The CDU politician, then 55 years old, increasingly had to get the impression that Kohl didn't want to encourage him but wanted to keep him away, as Konrad Adenauer had done with Ludwig Erhard at one point.

The chancellor considered himself indispensable.

After the Union's electoral defeat in 1998, things went downhill for both of them.

Kohl got into the donation affair.

Schäuble, half enlightener, half accomplice, quickly lost the newly won CDU presidency to Angela Merkel.

With a fatalism that still amazes, he complied.

Just as Friedrich Merz later had to submit, whom Merkel ousted from the parliamentary group chair.

Merz left politics, Schäuble remained in parliament.

His loyalty to the party leader was not feigned, but part of his concept of success and failure in democracy.

Of course, Schäuble was mostly happy to hear that he was named for everything, including Governing Mayor of Berlin, Federal President, Merkel's successor, head of the EU Commission, and Federal President again.

None of this came true.

Minister of the Interior, Minister of Finance, President of the Bundestag

As Interior Minister in Merkel's first cabinet, Schäuble initiated the Islam Conference after 2005 and tried to get serious about the integration of immigrants.

As Minister of Finance, alongside the Chancellor, he shaped and determined European politics in the financial and debt crisis, sometimes stubborn and feared (“isch over”), sometimes flexible and winning.

In the previous legislative period, Schäuble had to hand over his office to Olaf Scholz, who knew how to use it as a stepping stone to the chancellor's office.

As President of the Bundestag, Schäuble then assumed the highest public office of his career.

He was there when right-wing extremists in parliament agitated against what Schäuble tenaciously defends, namely an economically strong Germany that, knowing its history and out of democratic conviction, wants to be an anchor of trust and reliability in the heart of Europe.

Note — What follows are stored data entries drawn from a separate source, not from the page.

use std::collections::HashMap;
use std::sync::atomic::{AtomicBool, Ordering};
use std::sync::Mutex;

use async_trait::async_trait;

use super::kv::{KeyValueStorage, Result, StorageError};

/// In-memory store. Backs tests and ephemeral sessions, and can be told to
/// fail reads or writes to exercise the managers' degraded paths.
#[derive(Default)]
pub struct MemoryStorage {
    values: Mutex<HashMap<String, String>>,
    write_counts: Mutex<HashMap<String, usize>>,
    fail_reads: AtomicBool,
    fail_writes: AtomicBool,
}

impl MemoryStorage {
    pub fn new() -> Self {
        Self::default()
    }

    /// Pre-populate a key without bumping its write counter.
    pub fn seed(&self, key: &str, value: &str) {
        self.values
            .lock()
            .unwrap()
            .insert(key.to_string(), value.to_string());
    }

    /// Number of times `set` has been called for `key`.
    pub fn write_count(&self, key: &str) -> usize {
        self.write_counts
            .lock()
            .unwrap()
            .get(key)
            .copied()
            .unwrap_or(0)
    }

    pub fn set_fail_reads(&self, fail: bool) {
        self.fail_reads.store(fail, Ordering::SeqCst);
    }

    pub fn set_fail_writes(&self, fail: bool) {
        self.fail_writes.store(fail, Ordering::SeqCst);
    }

    fn injected(&self, op: &str) -> StorageError {
        StorageError::Io(std::io::Error::other(format!("injected {op} failure")))
    }
}

#[async_trait]
impl KeyValueStorage for MemoryStorage {
    async fn get(&self, key: &str) -> Result<Option<String>> {
        if self.fail_reads.load(Ordering::SeqCst) {
            return Err(self.injected("read"));
        }
        Ok(self.values.lock().unwrap().get(key).cloned())
    }

    async fn set(&self, key: &str, value: &str) -> Result<()> {
        if self.fail_writes.load(Ordering::SeqCst) {
            return Err(self.injected("write"));
        }
        *self
            .write_counts
            .lock()
            .unwrap()
            .entry(key.to_string())
            .or_insert(0) += 1;
        self.values
            .lock()
            .unwrap()
            .insert(key.to_string(), value.to_string());
        Ok(())
    }

    async fn remove(&self, key: &str) -> Result<()> {
        if self.fail_writes.load(Ordering::SeqCst) {
            return Err(self.injected("remove"));
        }
        self.values.lock().unwrap().remove(key);
        Ok(())
    }
}
//! Daily stats data models

use chrono::NaiveDate;
use serde::{Deserialize, Serialize};

/// One calendar day of mastery activity
#[derive(Debug, Clone, PartialEq, Serialize, Deserialize)]
#[serde(rename_all = "camelCase")]
pub struct DailyStat {
    /// Local calendar date, persisted as `yyyy-mm-dd`
    pub date: NaiveDate,
    /// Net number of words mastered on that day, never negative
    pub mastered_count: u32,
}

impl DailyStat {
    pub fn empty(date: NaiveDate) -> Self {
        Self {
            date,
            mastered_count: 0,
        }
    }
}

A sought-after advisor for Merkel

Behind the scenes, the CDU politician was an adviser to the chancellor for a long time, who in turn remained loyal to him even in periods of weakness.

If Schäuble felt that she was asking too much of the CDU (or himself) politically, it was high time for her to exercise caution.

He didn't want to lead the party or the chancellor's office, but Schäuble's influence was huge for a long time.

He relied on Friedrich Merz early on, and most recently narrowly prevented Markus Söder's candidacy for chancellor from the CSU.

Half oracle, half activist, he failed in many ways.

Anyone who has heard Schäuble speak in recent years has felt something of all this, with cautious confidence, skeptical, sometimes mockingly thinking about his fellow politicians and neighbors in Europe, approachable despite all the distance, the offices, age and personal life situation brought themselves.

Apart from Winston Churchill, there are probably only a few European politicians who have read more books than Schäuble.

Sometimes he seems bored at events, only to suddenly intervene in the lively debate like a hunting crocodile.

He sometimes lets it be felt that he has often answered almost every possible party or state political question.

Wolfgang Schäuble helped shape the fortunes of the country for more than five decades and helped the Germans to their happier years.

This Sunday he celebrates his 80th birthday in Offenburg.